Après avoir réalisé son travail doctoral sous la direction de Franciso Varela à l'Institut des Neurosciences (Université Pierre et Marie Curie), Valérie Bonnardel a poursuivi des recherches au laboratoire de Psychologie Expérimentale à l'université de Cambridge (Royaume-Uni). Son travail de recherche concernait les aspects psychophysiques de la vision colorée chez l'homme. À l'exception d'une année passée en Inde pour mener une étude sur les aspects cognitifs et culturels de la couleur, l'ensemble de sa carrière d'enseignante s'est effectuée au Royaume-Uni.

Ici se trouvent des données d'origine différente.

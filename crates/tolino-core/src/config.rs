//! Environment-driven configuration
//!
//! All settings come from environment variables. Lookups go through a
//! closure so tests can supply their own values without touching the
//! process environment.

use serde::Serialize;
use std::path::PathBuf;

/// Directory name used under the system temp dir when `TMP_DIR` is unset
const DEFAULT_TMP_SUBDIR: &str = "cwa-book-downloader";
const DEFAULT_CREDENTIALS_FILE: &str = "tolino_credentials.enc";
const DEFAULT_KEY_FILE: &str = "encryption_key.bin";
const DEFAULT_WEBSHOP: &str = "hugendubel";

/// Parse a boolean setting ("true", "yes", "1", "y", case-insensitive)
pub fn string_to_bool(s: &str) -> bool {
    matches!(
        s.trim().to_lowercase().as_str(),
        "true" | "yes" | "1" | "y"
    )
}

/// Tolino integration settings
#[derive(Debug, Clone, PartialEq, Eq, Serialize)]
#[serde(rename_all = "camelCase")]
pub struct TolinoConfig {
    /// Whether uploads to Tolino are enabled (`ENABLE_TOLINO`)
    pub enabled: bool,
    /// Scratch directory used for default file locations (`TMP_DIR`)
    pub tmp_dir: PathBuf,
    /// Encrypted credentials file (`TOLINO_CREDENTIALS_FILE`)
    pub credentials_file: PathBuf,
    /// Raw symmetric key file (`ENCRYPTION_KEY_FILE`)
    pub key_file: PathBuf,
    /// Webshop whose webreader hosts the account (`TOLINO_WEBSHOP`)
    pub webshop: String,
}

impl TolinoConfig {
    /// Read settings from the process environment
    pub fn from_env() -> Self {
        Self::from_lookup(|name| std::env::var(name).ok())
    }

    /// Read settings through an arbitrary lookup function
    pub fn from_lookup<F>(lookup: F) -> Self
    where
        F: Fn(&str) -> Option<String>,
    {
        let get = |name: &str| {
            lookup(name)
                .map(|v| v.trim().to_string())
                .filter(|v| !v.is_empty())
        };

        let tmp_dir = get("TMP_DIR")
            .map(PathBuf::from)
            .unwrap_or_else(|| std::env::temp_dir().join(DEFAULT_TMP_SUBDIR));

        let credentials_file = get("TOLINO_CREDENTIALS_FILE")
            .map(PathBuf::from)
            .unwrap_or_else(|| tmp_dir.join(DEFAULT_CREDENTIALS_FILE));

        let key_file = get("ENCRYPTION_KEY_FILE")
            .map(PathBuf::from)
            .unwrap_or_else(|| tmp_dir.join(DEFAULT_KEY_FILE));

        Self {
            enabled: get("ENABLE_TOLINO").map_or(true, |v| string_to_bool(&v)),
            tmp_dir,
            credentials_file,
            key_file,
            webshop: get("TOLINO_WEBSHOP")
                .map(|v| v.to_lowercase())
                .unwrap_or_else(|| DEFAULT_WEBSHOP.to_string()),
        }
    }

    /// Settings rooted in `dir`, with Tolino enabled (for testing)
    pub fn in_dir(dir: impl Into<PathBuf>) -> Self {
        let tmp_dir = dir.into();
        Self {
            enabled: true,
            credentials_file: tmp_dir.join(DEFAULT_CREDENTIALS_FILE),
            key_file: tmp_dir.join(DEFAULT_KEY_FILE),
            tmp_dir,
            webshop: DEFAULT_WEBSHOP.to_string(),
        }
    }

    /// Entry URL of the webshop's Tolino webreader
    pub fn webreader_url(&self) -> String {
        format!("https://webreader.{}.de/", self.webshop)
    }
}

impl Default for TolinoConfig {
    fn default() -> Self {
        Self::from_lookup(|_| None)
    }
}

/// Logging settings
#[derive(Debug, Clone, PartialEq, Eq)]
pub struct LogConfig {
    /// Whether a subscriber should be installed (`ENABLE_LOGGING`)
    pub enabled: bool,
    /// Filter level; `DEBUG=true` forces "debug" (`LOG_LEVEL`)
    pub level: String,
}

impl LogConfig {
    /// Read settings from the process environment
    pub fn from_env() -> Self {
        Self::from_lookup(|name| std::env::var(name).ok())
    }

    /// Read settings through an arbitrary lookup function
    pub fn from_lookup<F>(lookup: F) -> Self
    where
        F: Fn(&str) -> Option<String>,
    {
        let debug = lookup("DEBUG").map_or(false, |v| string_to_bool(&v));
        let level = if debug {
            "debug".to_string()
        } else {
            lookup("LOG_LEVEL")
                .map(|v| v.trim().to_lowercase())
                .filter(|v| !v.is_empty())
                .unwrap_or_else(|| "info".to_string())
        };

        Self {
            enabled: lookup("ENABLE_LOGGING").map_or(true, |v| string_to_bool(&v)),
            level,
        }
    }
}
//! Key file storage
//!
//! Holds the raw symmetric key (32 bytes, no header). The key is generated
//! once and reused; replacing it orphans anything encrypted under the old one.

use std::path::{Path, PathBuf};
use tracing::{debug, info};

use super::file_ops::{read_optional, write_atomic};
use crate::crypto::MasterKey;
use crate::error::{Result, TolinoError};

/// File-backed store for the symmetric key
#[derive(Debug, Clone)]
pub struct KeyFileStore {
    path: PathBuf,
}

impl KeyFileStore {
    /// Create a store for the key at `path`
    pub fn new(path: impl Into<PathBuf>) -> Self {
        Self { path: path.into() }
    }

    /// Path to the key file
    pub fn path(&self) -> &Path {
        &self.path
    }

    /// Check if a key file is present
    pub fn exists(&self) -> bool {
        self.path.exists()
    }

    /// Read the persisted key without generating one
    pub fn load(&self) -> Result<Option<MasterKey>> {
        let Some(bytes) = read_optional(&self.path)? else {
            debug!("No key file at {:?}", self.path);
            return Ok(None);
        };

        let key = MasterKey::from_slice(&bytes).ok_or_else(|| TolinoError::InvalidKey {
            path: self.path.clone(),
            len: bytes.len(),
        })?;

        debug!("Loaded encryption key from {:?}", self.path);
        Ok(Some(key))
    }

    /// Read the persisted key, generating and persisting a new one if absent
    pub fn load_or_generate(&self) -> Result<MasterKey> {
        if let Some(key) = self.load()? {
            return Ok(key);
        }

        let key = MasterKey::generate()?;
        write_atomic(&self.path, key.as_bytes())?;

        info!("Generated new encryption key at {:?}", self.path);
        Ok(key)
    }
}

Depuis ces dernières années, elle enseigne dans le département de Psychologie à l'université de Winchester où il lui a été possible de développer un cours destiné aux étudiants de troisième année, intitulé "Embodied Cognition and Contemplative Practice Studies".

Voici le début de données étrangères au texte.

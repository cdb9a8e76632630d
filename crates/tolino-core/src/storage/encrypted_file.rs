//! Encrypted credentials file
//!
//! The entire file is one sealed blob; there is no plaintext header. Writes
//! replace the whole file.

use std::path::{Path, PathBuf};
use tracing::debug;

use super::file_ops::{read_optional, write_atomic};
use crate::error::Result;

/// Whole-file ciphertext store
#[derive(Debug, Clone)]
pub struct EncryptedFileStore {
    path: PathBuf,
}

impl EncryptedFileStore {
    /// Create a store for the ciphertext at `path`
    pub fn new(path: impl Into<PathBuf>) -> Self {
        Self { path: path.into() }
    }

    /// Path to the ciphertext file
    pub fn path(&self) -> &Path {
        &self.path
    }

    /// Check if the ciphertext file is present
    pub fn exists(&self) -> bool {
        self.path.exists()
    }

    /// Read the sealed bytes, or `None` if nothing has been written
    pub fn read(&self) -> Result<Option<Vec<u8>>> {
        let data = read_optional(&self.path)?;
        match &data {
            Some(bytes) => debug!("Read {} sealed bytes from {:?}", bytes.len(), self.path),
            None => debug!("No credentials file at {:?}", self.path),
        }
        Ok(data)
    }

    /// Replace the file with new sealed bytes
    pub fn write(&self, sealed: &[u8]) -> Result<()> {
        write_atomic(&self.path, sealed)?;
        debug!("Wrote {} sealed bytes to {:?}", sealed.len(), self.path);
        Ok(())
    }
}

https://www.researchgate.net/profile/Valerie-Bonnardel

Amy COHEN-VARELA : Francisco Varela et la conversation transformatrice
L'Institut Mind and Life et son organisation sœur, Mind and Life Europe, sont le fruit du dialogue entre le neuroscientifique Francisco Varela et Tenzin Gyatso, le quatorzième Dalaï-lama. Les dialogues organisés par Mind and Life — plus de 40 depuis 1987 — sont orientés sur l'axe entre la pensée scientifique occidentale et la philosophie et la psychologie bouddhistes. Cette conférence examine les motivations de Francisco Varela pour fonder Mind and Life ; celles-ci coïncident avec une des idées fondamentales de sa pensée : celle de faire dialoguer plusieurs domaines — la science occidentale, la phénoménologie et le bouddhisme — afin d'élargir le champ d'une compréhension plus ample de l'esprit et de la conscience. Mais pour réussir cet élargissement, il faut un type de dialogue très spécifique en relation avec l'approche énactive de la cognition et du sens.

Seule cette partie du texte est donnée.